*** Data to examine ***

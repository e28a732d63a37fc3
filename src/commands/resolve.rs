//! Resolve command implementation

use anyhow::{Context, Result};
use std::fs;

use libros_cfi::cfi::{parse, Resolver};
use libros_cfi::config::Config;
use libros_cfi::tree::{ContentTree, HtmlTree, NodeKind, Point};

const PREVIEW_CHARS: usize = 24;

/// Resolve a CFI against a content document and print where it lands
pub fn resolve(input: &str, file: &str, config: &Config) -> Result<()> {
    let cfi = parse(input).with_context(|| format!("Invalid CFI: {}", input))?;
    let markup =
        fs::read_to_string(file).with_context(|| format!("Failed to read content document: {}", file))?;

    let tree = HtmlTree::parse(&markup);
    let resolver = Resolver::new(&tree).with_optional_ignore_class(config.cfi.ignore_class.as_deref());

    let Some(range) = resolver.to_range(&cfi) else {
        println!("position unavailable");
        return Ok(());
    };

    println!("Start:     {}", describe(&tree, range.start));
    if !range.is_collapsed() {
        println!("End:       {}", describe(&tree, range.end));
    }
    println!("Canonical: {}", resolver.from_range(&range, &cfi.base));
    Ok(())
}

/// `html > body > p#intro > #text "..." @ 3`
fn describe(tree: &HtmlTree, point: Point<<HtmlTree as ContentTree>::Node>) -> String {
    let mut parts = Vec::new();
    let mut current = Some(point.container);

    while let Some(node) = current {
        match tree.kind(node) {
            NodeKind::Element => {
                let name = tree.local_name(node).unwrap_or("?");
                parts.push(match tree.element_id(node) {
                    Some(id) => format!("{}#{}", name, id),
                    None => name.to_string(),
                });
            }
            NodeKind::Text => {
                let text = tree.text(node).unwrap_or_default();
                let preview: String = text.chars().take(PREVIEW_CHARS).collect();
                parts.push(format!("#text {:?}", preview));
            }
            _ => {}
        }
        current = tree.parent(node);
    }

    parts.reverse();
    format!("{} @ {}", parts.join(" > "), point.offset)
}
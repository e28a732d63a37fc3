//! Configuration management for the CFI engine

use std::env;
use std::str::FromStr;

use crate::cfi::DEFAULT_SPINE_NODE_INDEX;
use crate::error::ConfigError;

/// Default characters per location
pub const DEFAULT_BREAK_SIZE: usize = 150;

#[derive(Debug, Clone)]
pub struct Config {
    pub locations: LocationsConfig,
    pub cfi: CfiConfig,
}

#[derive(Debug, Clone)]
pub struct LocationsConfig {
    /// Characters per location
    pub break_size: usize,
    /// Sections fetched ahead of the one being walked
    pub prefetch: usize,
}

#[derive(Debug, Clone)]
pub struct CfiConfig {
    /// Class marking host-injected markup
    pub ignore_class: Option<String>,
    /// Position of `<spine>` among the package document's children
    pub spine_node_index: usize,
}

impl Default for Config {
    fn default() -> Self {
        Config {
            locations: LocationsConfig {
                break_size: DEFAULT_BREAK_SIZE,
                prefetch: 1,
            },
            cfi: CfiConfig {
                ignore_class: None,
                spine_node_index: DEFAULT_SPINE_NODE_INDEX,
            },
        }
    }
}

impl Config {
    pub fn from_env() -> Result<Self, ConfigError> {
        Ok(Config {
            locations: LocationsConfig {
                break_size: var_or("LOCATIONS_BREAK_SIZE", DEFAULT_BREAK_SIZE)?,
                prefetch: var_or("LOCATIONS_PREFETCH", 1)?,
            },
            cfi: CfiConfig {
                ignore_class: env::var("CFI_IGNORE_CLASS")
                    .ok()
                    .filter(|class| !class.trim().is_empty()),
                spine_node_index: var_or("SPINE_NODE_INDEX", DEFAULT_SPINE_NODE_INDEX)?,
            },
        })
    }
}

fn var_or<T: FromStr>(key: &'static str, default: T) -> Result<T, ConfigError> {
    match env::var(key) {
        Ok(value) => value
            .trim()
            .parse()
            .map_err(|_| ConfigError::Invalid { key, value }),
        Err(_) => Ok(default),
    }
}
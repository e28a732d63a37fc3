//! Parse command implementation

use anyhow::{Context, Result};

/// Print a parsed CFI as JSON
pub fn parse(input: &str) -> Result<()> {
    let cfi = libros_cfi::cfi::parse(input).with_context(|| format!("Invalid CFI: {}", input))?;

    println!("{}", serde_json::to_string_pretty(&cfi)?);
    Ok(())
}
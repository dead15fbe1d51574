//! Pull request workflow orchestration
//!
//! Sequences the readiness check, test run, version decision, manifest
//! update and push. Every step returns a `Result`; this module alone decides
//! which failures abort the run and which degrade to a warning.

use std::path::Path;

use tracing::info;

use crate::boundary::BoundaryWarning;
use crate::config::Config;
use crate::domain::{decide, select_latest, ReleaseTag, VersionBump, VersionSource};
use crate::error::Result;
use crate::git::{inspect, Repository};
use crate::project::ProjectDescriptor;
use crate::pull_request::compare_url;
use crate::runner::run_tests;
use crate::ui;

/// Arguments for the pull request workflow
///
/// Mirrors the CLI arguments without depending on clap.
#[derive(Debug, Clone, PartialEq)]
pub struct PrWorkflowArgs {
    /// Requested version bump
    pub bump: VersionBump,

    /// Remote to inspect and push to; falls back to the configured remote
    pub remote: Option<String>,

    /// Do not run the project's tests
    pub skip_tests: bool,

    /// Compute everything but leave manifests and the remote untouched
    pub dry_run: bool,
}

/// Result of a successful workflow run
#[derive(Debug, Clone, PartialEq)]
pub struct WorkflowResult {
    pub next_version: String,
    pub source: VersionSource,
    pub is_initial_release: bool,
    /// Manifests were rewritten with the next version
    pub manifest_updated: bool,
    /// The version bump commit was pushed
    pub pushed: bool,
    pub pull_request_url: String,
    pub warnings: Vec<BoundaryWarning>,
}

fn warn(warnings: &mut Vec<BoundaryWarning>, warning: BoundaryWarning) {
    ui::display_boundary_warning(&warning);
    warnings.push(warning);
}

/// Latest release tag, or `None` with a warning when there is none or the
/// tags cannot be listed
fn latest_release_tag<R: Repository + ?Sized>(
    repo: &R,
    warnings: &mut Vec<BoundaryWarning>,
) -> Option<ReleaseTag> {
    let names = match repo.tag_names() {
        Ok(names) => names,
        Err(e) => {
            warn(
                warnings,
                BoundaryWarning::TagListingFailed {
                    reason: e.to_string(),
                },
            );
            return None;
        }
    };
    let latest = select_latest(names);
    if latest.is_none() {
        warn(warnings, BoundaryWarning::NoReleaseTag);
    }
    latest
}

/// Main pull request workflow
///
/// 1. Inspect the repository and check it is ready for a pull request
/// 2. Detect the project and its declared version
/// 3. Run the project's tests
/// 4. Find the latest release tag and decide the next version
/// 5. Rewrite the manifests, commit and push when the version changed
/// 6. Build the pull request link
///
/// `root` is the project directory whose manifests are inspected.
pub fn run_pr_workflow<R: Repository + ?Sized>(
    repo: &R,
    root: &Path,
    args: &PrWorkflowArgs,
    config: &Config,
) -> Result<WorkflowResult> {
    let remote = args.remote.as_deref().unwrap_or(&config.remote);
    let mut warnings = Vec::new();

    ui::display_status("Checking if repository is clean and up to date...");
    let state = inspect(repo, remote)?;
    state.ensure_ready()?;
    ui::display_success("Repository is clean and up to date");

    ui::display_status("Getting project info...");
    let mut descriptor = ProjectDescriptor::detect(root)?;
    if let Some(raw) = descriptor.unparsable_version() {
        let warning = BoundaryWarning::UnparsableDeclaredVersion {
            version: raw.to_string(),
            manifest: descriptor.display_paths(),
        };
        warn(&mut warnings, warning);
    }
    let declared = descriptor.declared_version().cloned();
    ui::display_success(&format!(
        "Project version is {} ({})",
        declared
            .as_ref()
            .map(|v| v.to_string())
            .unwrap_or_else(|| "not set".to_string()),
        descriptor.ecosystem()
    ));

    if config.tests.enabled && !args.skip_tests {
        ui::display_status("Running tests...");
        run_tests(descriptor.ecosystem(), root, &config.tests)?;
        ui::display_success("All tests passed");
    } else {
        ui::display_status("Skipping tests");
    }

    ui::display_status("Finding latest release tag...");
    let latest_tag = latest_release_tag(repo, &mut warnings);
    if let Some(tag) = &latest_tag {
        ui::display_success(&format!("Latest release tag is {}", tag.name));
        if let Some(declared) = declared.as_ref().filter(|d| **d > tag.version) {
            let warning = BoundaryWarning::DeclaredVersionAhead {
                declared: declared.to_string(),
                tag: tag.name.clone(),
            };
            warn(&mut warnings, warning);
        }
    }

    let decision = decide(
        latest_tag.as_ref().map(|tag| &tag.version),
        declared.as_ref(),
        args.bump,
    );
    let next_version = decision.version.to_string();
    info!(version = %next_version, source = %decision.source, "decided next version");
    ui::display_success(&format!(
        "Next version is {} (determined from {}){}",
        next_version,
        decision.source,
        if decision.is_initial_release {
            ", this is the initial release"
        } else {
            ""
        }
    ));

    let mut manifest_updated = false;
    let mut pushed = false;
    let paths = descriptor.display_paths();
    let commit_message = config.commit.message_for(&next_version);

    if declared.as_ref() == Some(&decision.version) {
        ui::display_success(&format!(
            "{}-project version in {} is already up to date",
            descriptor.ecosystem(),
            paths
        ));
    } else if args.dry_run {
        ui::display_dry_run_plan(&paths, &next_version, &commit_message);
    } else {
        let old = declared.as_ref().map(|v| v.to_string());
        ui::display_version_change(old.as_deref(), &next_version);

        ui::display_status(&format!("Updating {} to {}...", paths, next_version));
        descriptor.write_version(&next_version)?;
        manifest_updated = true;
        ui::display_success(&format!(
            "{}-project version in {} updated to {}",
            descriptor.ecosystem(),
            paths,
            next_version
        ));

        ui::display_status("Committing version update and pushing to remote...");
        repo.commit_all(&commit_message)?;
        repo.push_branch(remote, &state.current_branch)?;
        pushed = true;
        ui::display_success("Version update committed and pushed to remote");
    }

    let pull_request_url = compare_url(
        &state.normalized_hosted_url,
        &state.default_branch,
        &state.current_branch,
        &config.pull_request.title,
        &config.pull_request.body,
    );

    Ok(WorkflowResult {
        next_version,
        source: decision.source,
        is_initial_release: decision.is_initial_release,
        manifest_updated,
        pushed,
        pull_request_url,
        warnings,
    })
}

***

_Assignment_
Every line holding the word "input" should be copied out of the records above.

_Response_
pub fn resolve(input: &str, file: &str, config: &Config) -> Result<()> {
    let cfi = parse(input).with_context(|| format!("Invalid CFI: {}", input))?;
pub fn parse(input: &str) -> Result<()> {
    let cfi = libros_cfi::cfi::parse(input).with_context(|| format!("Invalid CFI: {}", input))?;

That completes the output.